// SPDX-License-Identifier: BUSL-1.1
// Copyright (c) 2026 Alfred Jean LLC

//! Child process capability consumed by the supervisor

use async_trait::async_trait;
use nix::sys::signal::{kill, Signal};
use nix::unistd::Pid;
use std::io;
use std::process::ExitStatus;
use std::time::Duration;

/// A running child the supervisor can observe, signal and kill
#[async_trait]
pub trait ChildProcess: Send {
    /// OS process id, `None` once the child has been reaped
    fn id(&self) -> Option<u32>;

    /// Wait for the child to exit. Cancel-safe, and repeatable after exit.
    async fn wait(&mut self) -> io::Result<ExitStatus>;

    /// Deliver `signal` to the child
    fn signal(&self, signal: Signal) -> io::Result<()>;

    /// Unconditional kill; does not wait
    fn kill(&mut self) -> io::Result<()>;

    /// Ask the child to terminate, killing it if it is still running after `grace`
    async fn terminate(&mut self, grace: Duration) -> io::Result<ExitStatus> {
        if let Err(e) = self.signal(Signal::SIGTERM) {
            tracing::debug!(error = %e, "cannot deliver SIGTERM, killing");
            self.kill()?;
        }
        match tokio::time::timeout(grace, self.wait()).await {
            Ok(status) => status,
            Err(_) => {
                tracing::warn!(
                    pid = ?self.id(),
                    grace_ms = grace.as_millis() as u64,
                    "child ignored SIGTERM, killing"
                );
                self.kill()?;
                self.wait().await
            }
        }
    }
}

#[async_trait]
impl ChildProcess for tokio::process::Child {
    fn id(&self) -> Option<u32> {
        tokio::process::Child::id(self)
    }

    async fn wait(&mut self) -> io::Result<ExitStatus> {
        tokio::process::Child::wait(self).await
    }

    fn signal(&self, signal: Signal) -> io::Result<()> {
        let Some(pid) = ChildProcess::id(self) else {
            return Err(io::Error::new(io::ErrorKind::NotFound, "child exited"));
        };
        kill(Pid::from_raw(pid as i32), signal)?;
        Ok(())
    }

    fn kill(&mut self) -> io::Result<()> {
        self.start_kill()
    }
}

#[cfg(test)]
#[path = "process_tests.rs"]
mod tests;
****************
• [WHAT THE TASK REQUIRES] If a line comes after the one that contains "repeatable after exit.", leave it out; return every line of the entries up to that point exactly, starting with the first, with that line included.

• [PROBLEM SOLUTION]
// SPDX-License-Identifier: BUSL-1.1
// Copyright (c) 2026 Alfred Jean LLC

//! Child process capability consumed by the supervisor

use async_trait::async_trait;
use nix::sys::signal::{kill, Signal};
use nix::unistd::Pid;
use std::io;
use std::process::ExitStatus;
use std::time::Duration;

/// A running child the supervisor can observe, signal and kill
#[async_trait]
pub trait ChildProcess: Send {
    /// OS process id, `None` once the child has been reaped
    fn id(&self) -> Option<u32>;

    /// Wait for the child to exit. Cancel-safe, and repeatable after exit.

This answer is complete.